What needs to be done:
All entries below are to be set down again exactly as given.

[Saved entries]
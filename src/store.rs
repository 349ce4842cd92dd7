//! Persistence seam. Attendance facts and summaries are addressed by composite keys and
//! written with upsert semantics; the in-memory store is the reference implementation.

use crate::error::{StoreError, StoreResult};
use crate::schema::{DailyAttendance, Employee, MonthlySummary, NewEmployee};
use chrono::NaiveDate;
use std::collections::BTreeMap;
use uuid::Uuid;

pub trait AttendanceStore {
    /// Exact, case-sensitive name lookup.
    fn find_employee_by_name(&self, name: &str) -> StoreResult<Option<Employee>>;

    fn create_employee(&mut self, employee: NewEmployee) -> StoreResult<Employee>;

    /// Every employee, in creation order.
    fn list_employees(&self) -> StoreResult<Vec<Employee>>;

    /// Inserts or fully replaces the fact keyed by `(employee_id, date)`.
    fn upsert_daily_attendance(&mut self, fact: DailyAttendance) -> StoreResult<()>;

    /// Facts for one employee with `start <= date <= end`, ascending by date.
    fn query_daily_attendance(
        &self,
        employee_id: &str,
        start: NaiveDate,
        end: NaiveDate,
    ) -> StoreResult<Vec<DailyAttendance>>;

    /// Inserts or fully replaces the summary keyed by `(employee_id, month, year)`.
    fn upsert_monthly_summary(&mut self, summary: MonthlySummary) -> StoreResult<()>;

    fn get_monthly_summary(
        &self,
        employee_id: &str,
        month: u32,
        year: i32,
    ) -> StoreResult<Option<MonthlySummary>>;
}

impl<S: AttendanceStore + ?Sized> AttendanceStore for &mut S {
    fn find_employee_by_name(&self, name: &str) -> StoreResult<Option<Employee>> {
        (**self).find_employee_by_name(name)
    }

    fn create_employee(&mut self, employee: NewEmployee) -> StoreResult<Employee> {
        (**self).create_employee(employee)
    }

    fn list_employees(&self) -> StoreResult<Vec<Employee>> {
        (**self).list_employees()
    }

    fn upsert_daily_attendance(&mut self, fact: DailyAttendance) -> StoreResult<()> {
        (**self).upsert_daily_attendance(fact)
    }

    fn query_daily_attendance(
        &self,
        employee_id: &str,
        start: NaiveDate,
        end: NaiveDate,
    ) -> StoreResult<Vec<DailyAttendance>> {
        (**self).query_daily_attendance(employee_id, start, end)
    }

    fn upsert_monthly_summary(&mut self, summary: MonthlySummary) -> StoreResult<()> {
        (**self).upsert_monthly_summary(summary)
    }

    fn get_monthly_summary(
        &self,
        employee_id: &str,
        month: u32,
        year: i32,
    ) -> StoreResult<Option<MonthlySummary>> {
        (**self).get_monthly_summary(employee_id, month, year)
    }
}

#[derive(Debug, Clone, Default)]
pub struct InMemoryStore {
    employees: Vec<Employee>,
    daily: BTreeMap<(String, NaiveDate), DailyAttendance>,
    summaries: BTreeMap<(String, i32, u32), MonthlySummary>,
}

impl InMemoryStore {
    pub fn new() -> Self {
        Self::default()
    }

    /// Employees in creation order.
    pub fn employees(&self) -> &[Employee] {
        &self.employees
    }

    pub fn daily_attendance(&self) -> impl Iterator<Item = &DailyAttendance> {
        self.daily.values()
    }

    pub fn monthly_summaries(&self) -> impl Iterator<Item = &MonthlySummary> {
        self.summaries.values()
    }

    fn ensure_employee(&self, employee_id: &str) -> StoreResult<()> {
        if self.employees.iter().any(|e| e.id == employee_id) {
            Ok(())
        } else {
            Err(StoreError::UnknownEmployee(employee_id.to_string()))
        }
    }
}

impl AttendanceStore for InMemoryStore {
    fn find_employee_by_name(&self, name: &str) -> StoreResult<Option<Employee>> {
        Ok(self.employees.iter().find(|e| e.name == name).cloned())
    }

    fn create_employee(&mut self, employee: NewEmployee) -> StoreResult<Employee> {
        if self.employees.iter().any(|e| e.name == employee.name) {
            return Err(StoreError::DuplicateEmployee(employee.name));
        }

        let created = Employee {
            id: Uuid::new_v4().to_string(),
            name: employee.name,
            external_code: employee.external_code,
        };
        self.employees.push(created.clone());
        Ok(created)
    }

    fn list_employees(&self) -> StoreResult<Vec<Employee>> {
        Ok(self.employees.clone())
    }

    fn upsert_daily_attendance(&mut self, fact: DailyAttendance) -> StoreResult<()> {
        self.ensure_employee(&fact.employee_id)?;
        self.daily
            .insert((fact.employee_id.clone(), fact.date), fact);
        Ok(())
    }

    fn query_daily_attendance(
        &self,
        employee_id: &str,
        start: NaiveDate,
        end: NaiveDate,
    ) -> StoreResult<Vec<DailyAttendance>> {
        if end < start {
            return Ok(Vec::new());
        }

        let key = employee_id.to_string();
        Ok(self
            .daily
            .range((key.clone(), start)..=(key, end))
            .map(|(_, fact)| fact.clone())
            .collect())
    }

    fn upsert_monthly_summary(&mut self, summary: MonthlySummary) -> StoreResult<()> {
        self.ensure_employee(&summary.employee_id)?;
        self.summaries.insert(
            (summary.employee_id.clone(), summary.year, summary.month),
            summary,
        );
        Ok(())
    }

    fn get_monthly_summary(
        &self,
        employee_id: &str,
        month: u32,
        year: i32,
    ) -> StoreResult<Option<MonthlySummary>> {
        Ok(self
            .summaries
            .get(&(employee_id.to_string(), year, month))
            .cloned())
    }
}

Answer for the task:
filename src/store.rs
repository 349ce4842cd92dd7
//! Persistence seam. Attendance facts and summaries are addressed by composite keys and
//! written with upsert semantics; the in-memory store is the reference implementation.

use crate::error::{StoreError, StoreResult};
use crate::schema::{DailyAttendance, Employee, MonthlySummary, NewEmployee};
use chrono::NaiveDate;
use std::collections::BTreeMap;
use uuid::Uuid;

pub trait AttendanceStore {
    /// Exact, case-sensitive name lookup.
    fn find_employee_by_name(&self, name: &str) -> StoreResult<Option<Employee>>;

    fn create_employee(&mut self, employee: NewEmployee) -> StoreResult<Employee>;

    /// Every employee, in creation order.
    fn list_employees(&self) -> StoreResult<Vec<Employee>>;

    /// Inserts or fully replaces the fact keyed by `(employee_id, date)`.
    fn upsert_daily_attendance(&mut self, fact: DailyAttendance) -> StoreResult<()>;

    /// Facts for one employee with `start <= date <= end`, ascending by date.
    fn query_daily_attendance(
        &self,
        employee_id: &str,
        start: NaiveDate,
        end: NaiveDate,
    ) -> StoreResult<Vec<DailyAttendance>>;

    /// Inserts or fully replaces the summary keyed by `(employee_id, month, year)`.
    fn upsert_monthly_summary(&mut self, summary: MonthlySummary) -> StoreResult<()>;

    fn get_monthly_summary(
        &self,
        employee_id: &str,
        month: u32,
        year: i32,
    ) -> StoreResult<Option<MonthlySummary>>;
}

impl<S: AttendanceStore + ?Sized> AttendanceStore for &mut S {
    fn find_employee_by_name(&self, name: &str) -> StoreResult<Option<Employee>> {
        (**self).find_employee_by_name(name)
    }

    fn create_employee(&mut self, employee: NewEmployee) -> StoreResult<Employee> {
        (**self).create_employee(employee)
    }

    fn list_employees(&self) -> StoreResult<Vec<Employee>> {
        (**self).list_employees()
    }

    fn upsert_daily_attendance(&mut self, fact: DailyAttendance) -> StoreResult<()> {
        (**self).upsert_daily_attendance(fact)
    }

    fn query_daily_attendance(
        &self,
        employee_id: &str,
        start: NaiveDate,
        end: NaiveDate,
    ) -> StoreResult<Vec<DailyAttendance>> {
        (**self).query_daily_attendance(employee_id, start, end)
    }

    fn upsert_monthly_summary(&mut self, summary: MonthlySummary) -> StoreResult<()> {
        (**self).upsert_monthly_summary(summary)
    }

    fn get_monthly_summary(
        &self,
        employee_id: &str,
        month: u32,
        year: i32,
    ) -> StoreResult<Option<MonthlySummary>> {
        (**self).get_monthly_summary(employee_id, month, year)
    }
}

#[derive(Debug, Clone, Default)]
pub struct InMemoryStore {
    employees: Vec<Employee>,
    daily: BTreeMap<(String, NaiveDate), DailyAttendance>,
    summaries: BTreeMap<(String, i32, u32), MonthlySummary>,
}

impl InMemoryStore {
    pub fn new() -> Self {
        Self::default()
    }

    /// Employees in creation order.
    pub fn employees(&self) -> &[Employee] {
        &self.employees
    }

    pub fn daily_attendance(&self) -> impl Iterator<Item = &DailyAttendance> {
        self.daily.values()
    }

    pub fn monthly_summaries(&self) -> impl Iterator<Item = &MonthlySummary> {
        self.summaries.values()
    }

    fn ensure_employee(&self, employee_id: &str) -> StoreResult<()> {
        if self.employees.iter().any(|e| e.id == employee_id) {
            Ok(())
        } else {
            Err(StoreError::UnknownEmployee(employee_id.to_string()))
        }
    }
}

impl AttendanceStore for InMemoryStore {
    fn find_employee_by_name(&self, name: &str) -> StoreResult<Option<Employee>> {
        Ok(self.employees.iter().find(|e| e.name == name).cloned())
    }

    fn create_employee(&mut self, employee: NewEmployee) -> StoreResult<Employee> {
        if self.employees.iter().any(|e| e.name == employee.name) {
            return Err(StoreError::DuplicateEmployee(employee.name));
        }

        let created = Employee {
            id: Uuid::new_v4().to_string(),
            name: employee.name,
            external_code: employee.external_code,
        };
        self.employees.push(created.clone());
        Ok(created)
    }

    fn list_employees(&self) -> StoreResult<Vec<Employee>> {
        Ok(self.employees.clone())
    }

    fn upsert_daily_attendance(&mut self, fact: DailyAttendance) -> StoreResult<()> {
        self.ensure_employee(&fact.employee_id)?;
        self.daily
            .insert((fact.employee_id.clone(), fact.date), fact);
        Ok(())
    }

    fn query_daily_attendance(
        &self,
        employee_id: &str,
        start: NaiveDate,
        end: NaiveDate,
    ) -> StoreResult<Vec<DailyAttendance>> {
        if end < start {
            return Ok(Vec::new());
        }

        let key = employee_id.to_string();
        Ok(self
            .daily
            .range((key.clone(), start)..=(key, end))
            .map(|(_, fact)| fact.clone())
            .collect())
    }

    fn upsert_monthly_summary(&mut self, summary: MonthlySummary) -> StoreResult<()> {
        self.ensure_employee(&summary.employee_id)?;
        self.summaries.insert(
            (summary.employee_id.clone(), summary.year, summary.month),
            summary,
        );
        Ok(())
    }

    fn get_monthly_summary(
        &self,
        employee_id: &str,
        month: u32,
        year: i32,
    ) -> StoreResult<Option<MonthlySummary>> {
        Ok(self
            .summaries
            .get(&(employee_id.to_string(), year, month))
            .cloned())
    }
}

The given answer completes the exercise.